How could Constantine VII know that in 12 centuries this island would become one of the seven wonders of Ukraine? Now the Khortytsia National reserve includes Khortytsia Island itself and the adjacent islands and rocks: Baida, Dubovyi, Try Stogy, Blyzniuky and others. This area of 12,5 to 2,5 kilometres includes all the geographies of the country from steppe to mountains and deserts. From over one thousand species of local plants there are 105 native and 33 rare ones. Twelve species of vertebrates and 33 species of invertebrate animals are listed in the Red Book of Ukraine.
In Slavonic chronicles, Khortytsia was mentioned under various names until finally in 1436 it got its modern one. The origin of the island’s name is a bone of contention for historians, and there is no winner yet. It is not known whether the ancient Slavonic god Khorse or its central location (in Turkic language “orta” means “centre”) gave its name to the island.
And it is the same with its history: nobody knows who were the island’s first inhabitants. Khortytsia became famous in times of Zaporizhian Sich (initially – a fortified military camp, later on – the largest organisation of free Ukrainian Cossacs). However, much more ancient settlements of Scythians, Sarmatians, Cimmerians, Pincenates and Slavs were found on the rocks of the island arising 35 metre over the Dnipro. Palaeolithic settlements from 35 thousand years ago were also found here! It is a real history book engraved in rocks! Dozens of ancient burial mounds know everything about it, but they keep silent.
Land and water ways from the north to south crossed at Khortytsia. Near the isle, the Dnipro rapids began, and the Viking drakkar longships and Cossack ‘chaika’ boats could not go further. For ancient Greeks who travelled in the northern direction it was also the end of the way.
And how could such a strategic place remain without defence? Already Scythians (6th and 5th centuries BC) built the first fortresses here. In Kyiv Rus times, the island was a garrison for our troops that fought nomads, as documented in chronicles from 1103, 1190 and 1223. The battles did not always end in victory: Khortytsia was ruled by the Golden Horde for over a century.

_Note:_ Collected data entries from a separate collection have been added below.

//! Scripted stand-in for `VBoxManage` and the disk tools.
//!
//! Keeps a small model of the registry (VMs, media, port assignments) and
//! behaves like the real tool where it matters: registering a medium twice
//! fails, and setting an occupied port fails.

use std::cell::RefCell;
use std::collections::BTreeMap;
use std::path::{Path, PathBuf};

use super::runner::{Invocation, ToolOutput, ToolRunner};

#[derive(Default)]
struct State {
    vms: Vec<(String, String)>,
    media: Vec<PathBuf>,
    ports: BTreeMap<(String, String), String>,
    params: BTreeMap<String, Vec<(String, String)>>,
    invocations: Vec<Invocation>,
}

#[derive(Default)]
pub(crate) struct FakeVbox {
    state: RefCell<State>,
    fail_on: Option<String>,
    omit_created_uuid: bool,
    partial_convert: bool,
    vminfo: String,
}

impl FakeVbox {
    pub fn new() -> Self {
        Self::default()
    }

    pub fn with_vm(self, id: &str, name: &str) -> Self {
        self.state
            .borrow_mut()
            .vms
            .push((id.to_string(), name.to_string()));
        self
    }

    pub fn with_medium(self, path: impl Into<PathBuf>) -> Self {
        self.state.borrow_mut().media.push(path.into());
        self
    }

    pub fn with_attached(self, id: &str, flag: &str, disk: &str) -> Self {
        self.state
            .borrow_mut()
            .ports
            .insert((id.to_string(), flag.to_string()), disk.to_string());
        self
    }

    pub fn with_vminfo(mut self, text: &str) -> Self {
        self.vminfo = text.to_string();
        self
    }

    /// Fail every command whose command line contains `needle`.
    pub fn fail_on(mut self, needle: &str) -> Self {
        self.fail_on = Some(needle.to_string());
        self
    }

    pub fn without_created_uuid(mut self) -> Self {
        self.omit_created_uuid = true;
        self
    }

    /// Make `convertfromraw` leave a file behind before failing.
    pub fn with_partial_convert_failure(mut self) -> Self {
        self.partial_convert = true;
        self
    }

    pub fn invocations(&self) -> Vec<Invocation> {
        self.state.borrow().invocations.clone()
    }

    pub fn commands(&self) -> Vec<String> {
        self.state
            .borrow()
            .invocations
            .iter()
            .map(Invocation::command_line)
            .collect()
    }

    pub fn clear_log(&self) {
        self.state.borrow_mut().invocations.clear();
    }

    pub fn has_medium(&self, path: &Path) -> bool {
        self.state.borrow().media.iter().any(|m| m == path)
    }

    pub fn attached(&self, id: &str, flag: &str) -> Option<String> {
        self.state
            .borrow()
            .ports
            .get(&(id.to_string(), flag.to_string()))
            .cloned()
    }

    pub fn params(&self, id: &str) -> Vec<(String, String)> {
        self.state
            .borrow()
            .params
            .get(id)
            .cloned()
            .unwrap_or_default()
    }

    fn vboxmanage(&self, args: &[String]) -> ToolOutput {
        let args: Vec<&str> = args
            .iter()
            .map(String::as_str)
            .skip_while(|a| *a == "-nologo")
            .collect();
        let mut state = self.state.borrow_mut();

        match args.as_slice() {
            ["list", "vms"] => {
                let mut out = String::new();
                for (id, name) in &state.vms {
                    out.push_str(&format!("Name:            {name}\nUUID:            {id}\n\n"));
                }
                ToolOutput::success(out)
            }
            ["list", "hdds"] => {
                let mut out = String::new();
                for (i, path) in state.media.iter().enumerate() {
                    out.push_str(&format!(
                        "UUID:        m{i}\nLocation:    {}\n\n",
                        path.display()
                    ));
                }
                ToolOutput::success(out)
            }
            ["createvm", "-name", name, "-register"] => {
                let id = format!("U{}", state.vms.len() + 1);
                state.vms.push((id.clone(), name.to_string()));
                let mut out = format!("Virtual machine '{name}' is created and registered.\n");
                if !self.omit_created_uuid {
                    out.push_str(&format!("UUID: {id}\n"));
                }
                out.push_str(&format!("Settings file: '/fake/Machines/{name}/{name}.xml'\n"));
                ToolOutput::success(out)
            }
            ["openmedium", "disk", path, "-type", _] => {
                let path = PathBuf::from(path);
                if state.media.contains(&path) {
                    return ToolOutput::failure(1, "medium is already registered");
                }
                state.media.push(path);
                ToolOutput::success("")
            }
            ["modifyvm", id, rest @ ..] => {
                if !state.vms.iter().any(|(vm, name)| vm == id || name == id) {
                    return ToolOutput::failure(1, format!("could not find VM '{id}'"));
                }
                for pair in rest.chunks(2) {
                    let [flag, value] = pair else {
                        return ToolOutput::failure(1, "missing flag value");
                    };
                    if matches!(*flag, "-hda" | "-hdb" | "-hdc" | "-hdd") {
                        let key = (id.to_string(), flag.to_string());
                        if *value == "none" {
                            state.ports.remove(&key);
                        } else if state.ports.contains_key(&key) {
                            return ToolOutput::failure(1, "port is already occupied");
                        } else {
                            state.ports.insert(key, value.to_string());
                        }
                    } else {
                        state
                            .params
                            .entry(id.to_string())
                            .or_default()
                            .push((flag.to_string(), value.to_string()));
                    }
                }
                ToolOutput::success("")
            }
            ["showvminfo", _, "-machinereadable"] => ToolOutput::success(self.vminfo.clone()),
            ["convertfromraw", "-format", "VDI", raw, target] => {
                if !Path::new(raw).exists() {
                    return ToolOutput::failure(1, "raw image missing");
                }
                std::fs::write(target, b"<<< VDI image >>>").ok();
                ToolOutput::success("Converting from raw image file...\n")
            }
            ["startvm", _] => ToolOutput::success(""),
            _ => ToolOutput::failure(1, format!("unknown command: {}", args.join(" "))),
        }
    }
}

impl ToolRunner for FakeVbox {
    fn run(&self, invocation: &Invocation) -> std::io::Result<ToolOutput> {
        self.state.borrow_mut().invocations.push(invocation.clone());
        let command = invocation.command_line();
        let args = invocation.arg_strings();

        if let Some(needle) = &self.fail_on
            && command.contains(needle.as_str())
        {
            if self.partial_convert
                && let [.., "convertfromraw", _, _, _, target] =
                    args.iter().map(String::as_str).collect::<Vec<_>>().as_slice()
            {
                std::fs::write(target, b"partial").ok();
            }
            return Ok(ToolOutput::failure(1, "injected failure"));
        }

        if invocation.program() == "VBoxManage" {
            Ok(self.vboxmanage(&args))
        } else {
            Ok(ToolOutput::success(""))
        }
    }
}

At the end of the 15th century, Cossacks built their stronghold on the island. It was convenient because they could defend themselves, fish and keep bees, breed livestock in the steppe and hunt in the forests of Khortytsia. Here there was no oppressive serfdom and everybody was free, which was unknown in feudal Medieval Ages. Freedom in Ukraine started from here!
The foundation for Zaporizhian Sich was laid out on Khortytsia in 1552-56 by a Hetman of the Ukrainian Cossacks Baida-Vyshnevetsky. He built here a castle, from which he set out on campaigns against Turkey. Baida withstood a siege by Crimean Khan Devlet-Gerei (1557), and one year late the ashamed Khan came back with his Turkish allies. Vyshnyvetskyi was forced to leave the island and its fortifications were destroyed. The island where the fortress stood is still called Baida.
Cossacks built a settlement on Khortytsia again in 1618-1620. Until the destruction of Zaporizhian Sich by Catherine II (June 5, 1775) Khortytsia was a Cossack stronghold. Then, Prince Potemkin planted here a garden, and the founder of Odesa, Admiral Jose de Ribas, built dockyards and quays on Khortytsia. As of 1790, German colonists appeared and stayed here for 130 years.
During the past 50 years the island has been gathering regalia and titles. In 1965, it was declared a State Historic and Cultural Reserve. In 1994, Khortytsia and its nearby rocks and islands got the status of National Reserve, and the building of a historic and cultural Zaporizhian Sich centre began here in 2004. The Cossack town from the 16th and 17th centuries has already begun a movie career: last year, film director Volodymyr Bortko shot “Taras Bulba” here. And, recently, in May, Khortytsia hosted the “Cossatskyi Ostriv” (Cossack Island) festival with folk handicrafts, smiths and potters, and a performance by the Cossack horse theatre.
Although possibly not fully authentic, reviving the Sich during the festival gives an image of former and modern Ukraine. This image is enthusiastic, free and brave, just like the Zaporizhian Cossacks.